If your argument is that the danger of equal values being selected inconsistently breaks determinism, that's a trivial problem to solve.
Any non-infinite precision numbering system by definition is at the limits of it's precision when equal values occur. If you need to order such values you can extend the precision and add on a deterministically unique tiny value (position, order encountered, etc.) . Your original value stays in the same precision range but they are now unique.
It's usually more likely that you want to sacrifice a little precision for determinism so you can quantise to allocate the range where you apply the unique ID
For example if you had an array of 256 fp32 values but you required them to be unique, you can lop off 8 bits of mantissa and replace it with its index in the array, Every value is then unique.
Granted token dictionaries make for some fairly hefty indexes now, but the principle applies in general, it's easily solvable if you are prepared to spend some precision or do some extra calculation.
In one thinking trace of 10k tokens, with fp16 or bf16 logits, I don't reckon a collision is rare?

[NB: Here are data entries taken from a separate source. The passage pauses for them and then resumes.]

use std::collections::HashMap;
use std::fmt;
use std::fs;
use std::path::{Path, PathBuf};
use thiserror::Error;
use tracing::debug;

pub const DEFAULT_PORTAL_CONFIG_PATH: &str = "/etc/swarm-gateway/apsystems.conf";
pub const DEFAULT_INFLUX_CONFIG_PATH: &str = "/etc/swarm-gateway/influx.conf";

#[derive(Error, Debug)]
pub enum ConfigError {
    #[error("failed to read {}: {source}", path.display())]
    Read {
        path: PathBuf,
        #[source]
        source: std::io::Error,
    },
    #[error("{file}: missing key `{key}`")]
    MissingKey { file: String, key: &'static str },
    #[error("{file}: invalid value for `{key}`: {value:?}")]
    InvalidValue {
        file: String,
        key: &'static str,
        value: String,
    },
}

/// A line that did not split into exactly one key and one value.
#[derive(Debug, Clone, PartialEq, Eq)]
pub struct SkippedLine {
    pub line_no: usize,
    pub content: String,
}

/// Flat `key=value` mapping read from one config file.
#[derive(Debug, Default)]
pub struct KeyValues {
    source: String,
    values: HashMap<String, String>,
    pub skipped: Vec<SkippedLine>,
}

impl KeyValues {
    /// Parse `key=value` lines leniently.
    ///
    /// A line is kept only when splitting on `=` yields exactly two fields;
    /// key and value are whitespace-trimmed. Everything else is recorded in
    /// `skipped` (blank lines are dropped without a diagnostic).
    pub fn parse(source: impl Into<String>, text: &str) -> Self {
        let mut values = HashMap::new();
        let mut skipped = Vec::new();

        for (idx, line) in text.lines().enumerate() {
            let fields: Vec<&str> = line.split('=').collect();
            match fields.as_slice() {
                [key, value] => {
                    values.insert(key.trim().to_string(), value.trim().to_string());
                }
                _ if line.trim().is_empty() => {}
                _ => skipped.push(SkippedLine {
                    line_no: idx + 1,
                    content: line.to_string(),
                }),
            }
        }

        Self {
            source: source.into(),
            values,
            skipped,
        }
    }

    pub fn load(path: &Path) -> Result<Self, ConfigError> {
        let text = fs::read_to_string(path).map_err(|source| ConfigError::Read {
            path: path.to_path_buf(),
            source,
        })?;
        let parsed = Self::parse(path.display().to_string(), &text);

        for line in &parsed.skipped {
            debug!(
                file = %parsed.source,
                line = line.line_no,
                content = %line.content,
                "ignoring config line without a single `=`"
            );
        }

        Ok(parsed)
    }

    pub fn get(&self, key: &str) -> Option<&str> {
        self.values.get(key).map(String::as_str)
    }

    fn require(&self, key: &'static str) -> Result<String, ConfigError> {
        self.get(key)
            .map(str::to_string)
            .ok_or_else(|| ConfigError::MissingKey {
                file: self.source.clone(),
                key,
            })
    }
}

/// Portal credentials and the device the report is requested for.
#[derive(Clone)]
pub struct PortalConfig {
    pub username: String,
    pub password: String,
    pub system_id: String,
    pub ecu_id: String,
    pub location_general: String,
}

impl PortalConfig {
    pub fn from_key_values(kv: &KeyValues) -> Result<Self, ConfigError> {
        Ok(Self {
            username: kv.require("username")?,
            password: kv.require("password")?,
            system_id: kv.require("system_id")?,
            ecu_id: kv.require("ecu_id")?,
            location_general: kv.require("location_general")?,
        })
    }
}

impl fmt::Debug for PortalConfig {
    fn fmt(&self, f: &mut fmt::Formatter<'_>) -> fmt::Result {
        f.debug_struct("PortalConfig")
            .field("username", &self.username)
            .field("password", &"***")
            .field("system_id", &self.system_id)
            .field("ecu_id", &self.ecu_id)
            .field("location_general", &self.location_general)
            .finish()
    }
}

#[derive(Clone)]
pub struct InfluxConfig {
    /// Host name, optionally with an explicit scheme. Files only accept `https://`.
    pub host: String,
    pub port: u16,
    pub username: String,
    pub password: String,
    pub database: String,
}

impl InfluxConfig {
    pub fn from_key_values(kv: &KeyValues) -> Result<Self, ConfigError> {
        let raw_port = kv.require("port")?;
        let port = raw_port
            .parse::<u16>()
            .map_err(|_| ConfigError::InvalidValue {
                file: kv.source.clone(),
                key: "port",
                value: raw_port.clone(),
            })?;

        // Writes carry credentials, so config files may not opt out of TLS.
        let host = kv.require("url")?;
        if host.starts_with("http://") {
            return Err(ConfigError::InvalidValue {
                file: kv.source.clone(),
                key: "url",
                value: host,
            });
        }

        Ok(Self {
            host,
            port,
            username: kv.require("username")?,
            password: kv.require("password")?,
            database: kv.require("database")?,
        })
    }

    /// Base URL of the InfluxDB HTTP API. Plain host names default to TLS.
    pub fn endpoint(&self) -> String {
        let host = self.host.trim_end_matches('/');
        if host.starts_with("https://") || host.starts_with("http://") {
            format!("{}:{}", host, self.port)
        } else {
            format!("https://{}:{}", host, self.port)
        }
    }
}

impl fmt::Debug for InfluxConfig {
    fn fmt(&self, f: &mut fmt::Formatter<'_>) -> fmt::Result {
        f.debug_struct("InfluxConfig")
            .field("host", &self.host)
            .field("port", &self.port)
            .field("username", &self.username)
            .field("password", &"***")
            .field("database", &self.database)
            .finish()
    }
}

/// Everything a run needs, built once at startup.
#[derive(Debug, Clone)]
pub struct Config {
    pub portal: PortalConfig,
    pub influx: InfluxConfig,
}

impl Config {
    pub fn load(portal_path: &Path, influx_path: &Path) -> Result<Self, ConfigError> {
        let portal = PortalConfig::from_key_values(&KeyValues::load(portal_path)?)?;
        let influx = InfluxConfig::from_key_values(&KeyValues::load(influx_path)?)?;
        Ok(Self { portal, influx })
    }
}
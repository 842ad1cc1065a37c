use std::io::Write;

use flate2::Compression;
use flate2::write::GzEncoder;
use influxdb::{InfluxDbWriteable, Query, Timestamp, WriteQuery};
use reqwest::{Client, StatusCode, Url, header};
use thiserror::Error;
use tracing::{debug, info};

use crate::config::InfluxConfig;
use crate::points::{FieldValue, Point};

#[derive(Error, Debug)]
pub enum WriteError {
    #[error("Invalid InfluxDB URL: {0}")]
    InvalidUrl(String),
    #[error("Building line protocol failed: {0}")]
    LineProtocol(#[from] influxdb::Error),
    #[error("Compressing write body failed: {0}")]
    Compression(#[from] std::io::Error),
    #[error("HTTP request failed: {0}")]
    Request(#[from] reqwest::Error),
    #[error("InfluxDB rejected write with {status}: {body}")]
    Rejected { status: StatusCode, body: String },
    #[error("Point timestamp {0} ns lies before the epoch")]
    BeforeEpoch(i64),
}

/// Destination for one day's worth of points, written in a single call.
pub trait PointSink {
    async fn write_points(&self, points: &[Point]) -> Result<(), WriteError>;
}

/// Writes gzip-compressed line protocol to the InfluxDB 1.x `/write` endpoint.
pub struct InfluxWriter {
    client: Client,
    write_url: Url,
    database: String,
    username: String,
    password: String,
}

impl InfluxWriter {
    pub fn new(config: &InfluxConfig) -> Result<Self, WriteError> {
        let endpoint = config.endpoint();
        let write_url = Url::parse_with_params(
            &format!("{}/write", endpoint),
            &[("db", config.database.as_str()), ("precision", "ns")],
        )
        .map_err(|e| WriteError::InvalidUrl(format!("{}: {}", endpoint, e)))?;

        // Certificate verification stays at reqwest's default (on).
        let client = Client::builder().gzip(true).build()?;

        Ok(Self {
            client,
            write_url,
            database: config.database.clone(),
            username: config.username.clone(),
            password: config.password.clone(),
        })
    }
}

impl PointSink for InfluxWriter {
    async fn write_points(&self, points: &[Point]) -> Result<(), WriteError> {
        if points.is_empty() {
            debug!("no points to write");
            return Ok(());
        }

        let lines = points
            .iter()
            .map(|p| -> Result<String, WriteError> { Ok(to_write_query(p)?.build()?.get()) })
            .collect::<Result<Vec<_>, _>>()?;
        let body = gzip(lines.join("\n").as_bytes())?;

        let response = self
            .client
            .post(self.write_url.clone())
            .basic_auth(&self.username, Some(&self.password))
            .header(header::CONTENT_ENCODING, "gzip")
            .header(header::CONTENT_TYPE, "application/octet-stream")
            .body(body)
            .send()
            .await?;

        let status = response.status();
        if !status.is_success() {
            let body = response.text().await.unwrap_or_default();
            return Err(WriteError::Rejected { status, body });
        }

        info!(
            database = %self.database,
            points = points.len(),
            "wrote points"
        );
        Ok(())
    }
}

fn gzip(data: &[u8]) -> Result<Vec<u8>, std::io::Error> {
    let mut encoder = GzEncoder::new(Vec::new(), Compression::default());
    encoder.write_all(data)?;
    encoder.finish()
}

fn to_write_query(point: &Point) -> Result<WriteQuery, WriteError> {
    let ns = u128::try_from(point.time_ns).map_err(|_| WriteError::BeforeEpoch(point.time_ns))?;
    let mut query = Timestamp::Nanoseconds(ns).into_query(point.measurement.as_str());

    // Line protocol has no empty tag values; such tags are left off.
    for (name, value) in point.tags.iter().filter(|(_, v)| !v.is_empty()) {
        query = query.add_tag(name.as_str(), value.as_str());
    }
    for (name, value) in &point.fields {
        query = match *value {
            FieldValue::Integer(i) => query.add_field(name.as_str(), i),
            FieldValue::Float(f) => query.add_field(name.as_str(), f),
        };
    }

    Ok(query)
}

There are only 65k floating point numbers with that accuracy. And an agent can quickly rake up 100k tokens, so while not every token will have such a collision of equiprobable logits, it is not rare.
We just chose to treat this function as a "staircase function" where f(0) =lim t->0 f(t), general formula for f(t!=0).
I don't understand the distinction you're drawing. A Dirac delta function is a "simple if check".
What you can do in math is talk about the limit of a series of fractions as the denominator approaches 0, and that's where you get some relation to infinity or -infinity. But the limit can also be any other number, if the numerator also gets closer to 0; or it can not exist, if the function oscillates.
For example, if you accepted that n/0 = inf just like n/1 = n, then you'd conclude that n/0 + 3 = inf + 3 = inf, so n/0 + 3 = n/0, so 3 = 0. Or you'd want to do weird things like asking what is sin(inf).
Which is the case with softmax function, as for T=0 you end up with a fraction that either becomes 0/0 or inf/inf [0]. So you do need branching as floating point arithmetic is not gonna get you there.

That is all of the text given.